• [WORK INSTRUCTION] For this exercise, repeat each entry exactly as written.

Start of DATA PROVIDED

// ============================================================================
// MarketDataProvider Implementation
// ============================================================================

#[async_trait]
impl MarketDataProvider for AlphaVantageProvider {
    fn id(&self) -> &'static str {
        PROVIDER_ID
    }

    fn priority(&self) -> u8 {
        // First choice for every data kind
        1
    }

    fn capabilities(&self) -> ProviderCapabilities {
        ProviderCapabilities {
            data_kinds: &[DataKind::Quote, DataKind::Historical, DataKind::Indicator],
        }
    }

    fn rate_limit(&self) -> RateLimit {
        RateLimit {
            min_interval: self.config.min_interval,
        }
    }

    fn has_credentials(&self) -> bool {
        self.config.has_credentials()
    }

    async fn get_quote(&self, symbol: &str) -> Result<Quote, MarketDataError> {
        if !self.has_credentials() {
            info!("Alpha Vantage running in demo mode, synthesizing quote for {}", symbol);
            return Ok(self.synthetic.quote(symbol));
        }

        debug!("Fetching latest quote for {} from Alpha Vantage", symbol);
        let params = [("function", "GLOBAL_QUOTE"), ("symbol", symbol)];
        let text = self.fetch(&params).await?;
        Self::parse_global_quote(&text, symbol)
    }

    async fn get_historical(
        &self,
        symbol: &str,
        interval: Interval,
    ) -> Result<Vec<HistoricalPoint>, MarketDataError> {
        if !self.has_credentials() {
            return Err(Self::missing_credentials());
        }

        let function = Self::function_for(interval);
        let mut params = vec![
            ("function", function),
            ("symbol", symbol),
            ("outputsize", "compact"),
        ];
        if interval.is_intraday() {
            params.push(("interval", interval.as_str()));
        }

        let text = self.fetch(&params).await?;
        let points = Self::parse_time_series(&text, symbol)?;

        debug!(
            "Alpha Vantage: fetched {} {} bars for {}",
            points.len(),
            interval,
            symbol
        );

        Ok(points)
    }

    async fn get_indicator(
        &self,
        symbol: &str,
        kind: IndicatorKind,
    ) -> Result<Vec<IndicatorPoint>, MarketDataError> {
        if !self.has_credentials() {
            return Err(Self::missing_credentials());
        }

        let period = kind.time_period().map(|p| p.to_string());
        let (fast, slow, signal) = (
            MACD_PERIODS.0.to_string(),
            MACD_PERIODS.1.to_string(),
            MACD_PERIODS.2.to_string(),
        );

        let mut params = vec![
            ("function", kind.function()),
            ("symbol", symbol),
            ("interval", "daily"),
            ("series_type", "close"),
        ];
        match period {
            Some(ref p) => params.push(("time_period", p.as_str())),
            None => {
                params.push(("fastperiod", fast.as_str()));
                params.push(("slowperiod", slow.as_str()));
                params.push(("signalperiod", signal.as_str()));
            }
        }

        let text = self.fetch(&params).await?;
        let points = Self::parse_indicator(&text, symbol, kind)?;

        debug!(
            "Alpha Vantage: fetched {} {} points for {}",
            points.len(),
            kind,
            symbol
        );

        Ok(points)
    }
}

End of DATA PROVIDED

• [TASK OUTPUT]
// ============================================================================
// MarketDataProvider Implementation
// ============================================================================

#[async_trait]
impl MarketDataProvider for AlphaVantageProvider {
    fn id(&self) -> &'static str {
        PROVIDER_ID
    }

    fn priority(&self) -> u8 {
        // First choice for every data kind
        1
    }

    fn capabilities(&self) -> ProviderCapabilities {
        ProviderCapabilities {
            data_kinds: &[DataKind::Quote, DataKind::Historical, DataKind::Indicator],
        }
    }

    fn rate_limit(&self) -> RateLimit {
        RateLimit {
            min_interval: self.config.min_interval,
        }
    }

    fn has_credentials(&self) -> bool {
        self.config.has_credentials()
    }

    async fn get_quote(&self, symbol: &str) -> Result<Quote, MarketDataError> {
        if !self.has_credentials() {
            info!("Alpha Vantage running in demo mode, synthesizing quote for {}", symbol);
            return Ok(self.synthetic.quote(symbol));
        }

        debug!("Fetching latest quote for {} from Alpha Vantage", symbol);
        let params = [("function", "GLOBAL_QUOTE"), ("symbol", symbol)];
        let text = self.fetch(&params).await?;
        Self::parse_global_quote(&text, symbol)
    }

    async fn get_historical(
        &self,
        symbol: &str,
        interval: Interval,
    ) -> Result<Vec<HistoricalPoint>, MarketDataError> {
        if !self.has_credentials() {
            return Err(Self::missing_credentials());
        }

        let function = Self::function_for(interval);
        let mut params = vec![
            ("function", function),
            ("symbol", symbol),
            ("outputsize", "compact"),
        ];
        if interval.is_intraday() {
            params.push(("interval", interval.as_str()));
        }

        let text = self.fetch(&params).await?;
        let points = Self::parse_time_series(&text, symbol)?;

        debug!(
            "Alpha Vantage: fetched {} {} bars for {}",
            points.len(),
            interval,
            symbol
        );

        Ok(points)
    }

    async fn get_indicator(
        &self,
        symbol: &str,
        kind: IndicatorKind,
    ) -> Result<Vec<IndicatorPoint>, MarketDataError> {
        if !self.has_credentials() {
            return Err(Self::missing_credentials());
        }

        let period = kind.time_period().map(|p| p.to_string());
        let (fast, slow, signal) = (
            MACD_PERIODS.0.to_string(),
            MACD_PERIODS.1.to_string(),
            MACD_PERIODS.2.to_string(),
        );

        let mut params = vec![
            ("function", kind.function()),
            ("symbol", symbol),
            ("interval", "daily"),
            ("series_type", "close"),
        ];
        match period {
            Some(ref p) => params.push(("time_period", p.as_str())),
            None => {
                params.push(("fastperiod", fast.as_str()));
                params.push(("slowperiod", slow.as_str()));
                params.push(("signalperiod", signal.as_str()));
            }
        }

        let text = self.fetch(&params).await?;
        let points = Self::parse_indicator(&text, symbol, kind)?;

        debug!(
            "Alpha Vantage: fetched {} {} points for {}",
            points.len(),
            kind,
            symbol
        );

        Ok(points)
    }
}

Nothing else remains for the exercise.